TASK TO CARRY OUT >> Transcribe word for word the lines below from the line with "column.insert(row.get(column.name()), [at]);" through the line with "order. Each call", ends included.

(Collected data entries)
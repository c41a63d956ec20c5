// Row-aligned tables: an ordered set of columns with insertion, sentinel
// backfill for late-added columns, projection, and lazy row enumeration.
use serde::Serialize;
use serde_json::{Map, Value};
use tracing::trace;

use crate::core::column::Column;
use crate::core::error::{Error, ErrorKind};
use crate::core::operator::Operator;
use crate::core::query::Query;

/// A row record: an ordered association from column names to JSON values.
pub type Row = Map<String, Value>;

#[derive(Debug)]
pub struct Table {
    name: String,
    columns: Vec<Column>,
}

impl Table {
    pub fn new(name: impl Into<String>) -> Self {
        Self {
            name: name.into(),
            columns: Vec::new(),
        }
    }

    /// Deep copy: every column of `source` is value-copied, so the new table
    /// and the source are independently mutable from here on.
    pub fn copy_of(name: impl Into<String>, source: &Table) -> Self {
        let columns = source
            .columns
            .iter()
            .map(|column| {
                let copied = Column::copy_of(column.name(), column);
                copied.mark_bound();
                copied
            })
            .collect();
        Self {
            name: name.into(),
            columns,
        }
    }

    pub fn name(&self) -> &str {
        &self.name
    }

    /// The table's columns in add order, which is also the default
    /// projection order.
    pub fn columns(&self) -> &[Column] {
        &self.columns
    }

    /// The number of rows inserted so far.
    pub fn rows(&self) -> usize {
        self.columns.first().map(Column::rows).unwrap_or(0)
    }

    /// Attaches columns, in order. Each new column is first backfilled with
    /// sentinels across every existing row so the row-count invariant holds
    /// before it becomes visible. Rejects a name already present on the table
    /// and storage already attached to a table (including via an alias).
    pub fn add(&mut self, columns: impl IntoIterator<Item = Column>) -> Result<(), Error> {
        for column in columns {
            if self.columns.iter().any(|existing| existing.name() == column.name()) {
                return Err(Error::new(ErrorKind::AlreadyExists)
                    .with_message("column name is already present")
                    .with_table(self.name.as_str())
                    .with_column(column.name()));
            }
            if column.is_bound() {
                return Err(Error::new(ErrorKind::Usage)
                    .with_message("column storage is already attached to a table")
                    .with_table(self.name.as_str())
                    .with_column(column.name()));
            }
            let rows = self.rows();
            column.insert(None, 0..rows);
            column.mark_bound();
            trace!(table = %self.name, column = %column.name(), backfilled = rows, "add column");
            self.columns.push(column);
        }
        Ok(())
    }

    /// Appends one row and returns its index. Every column receives the value
    /// under its name; keys with no matching column are ignored, and columns
    /// with no matching key record no value.
    pub fn insert(&mut self, row: &Row) -> usize {
        let at = self.rows();
        for column in &self.columns {
            column.insert(row.get(column.name()), [at]);
        }
        trace!(table = %self.name, row = at, "insert row");
        at
    }

    /// Serde bridge: serializes `record` to a JSON object and inserts it.
    pub fn insert_from<T: Serialize>(&mut self, record: &T) -> Result<usize, Error> {
        match serde_json::to_value(record) {
            Ok(Value::Object(row)) => Ok(self.insert(&row)),
            Ok(_) => Err(Error::new(ErrorKind::Usage)
                .with_message("record must serialize to a JSON object")
                .with_table(self.name.as_str())),
            Err(err) => Err(Error::new(ErrorKind::Usage)
                .with_message("record failed to serialize")
                .with_table(self.name.as_str())
                .with_source(err)),
        }
    }

    /// Projects one row through the given columns (all table columns when the
    /// slice is empty). Cells with no recorded value are omitted from the row.
    pub fn row(&self, index: usize, columns: &[Column]) -> Row {
        project(&resolve(&self.columns, columns), index)
    }

    /// A lazy, restartable pass over every row in insertion order. Each call
    /// returns an independent cursor.
    pub fn select<'t>(&'t self, columns: &[Column]) -> impl Iterator<Item = Row> + use<'t> {
        let columns = resolve(&self.columns, columns);
        self.indexes().map(move |index| project(&columns, index))
    }

    /// Row positions `0..rows()`, unfiltered. The filtered form lives on
    /// `Query::indexes`.
    pub fn indexes(&self) -> impl Iterator<Item = usize> + use<> {
        0..self.rows()
    }

    /// A new query scoped to this table with `operator` as its filter.
    pub fn filter(&self, operator: Operator) -> Query<'_> {
        Query::new(self, operator)
    }
}

pub(crate) fn resolve(defaults: &[Column], requested: &[Column]) -> Vec<Column> {
    if requested.is_empty() {
        defaults.to_vec()
    } else {
        requested.to_vec()
    }
}

pub(crate) fn project(columns: &[Column], index: usize) -> Row {
    let mut row = Row::new();
    for column in columns {
        if let Some(value) = column.value(index) {
            row.insert(column.name().to_string(), value);
        }
    }
    row
}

COMPLETED TASK >>
            column.insert(row.get(column.name()), [at]);
        }
        trace!(table = %self.name, row = at, "insert row");
        at
    }

    /// Serde bridge: serializes `record` to a JSON object and inserts it.
    pub fn insert_from<T: Serialize>(&mut self, record: &T) -> Result<usize, Error> {
        match serde_json::to_value(record) {
            Ok(Value::Object(row)) => Ok(self.insert(&row)),
            Ok(_) => Err(Error::new(ErrorKind::Usage)
                .with_message("record must serialize to a JSON object")
                .with_table(self.name.as_str())),
            Err(err) => Err(Error::new(ErrorKind::Usage)
                .with_message("record failed to serialize")
                .with_table(self.name.as_str())
                .with_source(err)),
        }
    }

    /// Projects one row through the given columns (all table columns when the
    /// slice is empty). Cells with no recorded value are omitted from the row.
    pub fn row(&self, index: usize, columns: &[Column]) -> Row {
        project(&resolve(&self.columns, columns), index)
    }

    /// A lazy, restartable pass over every row in insertion order. Each call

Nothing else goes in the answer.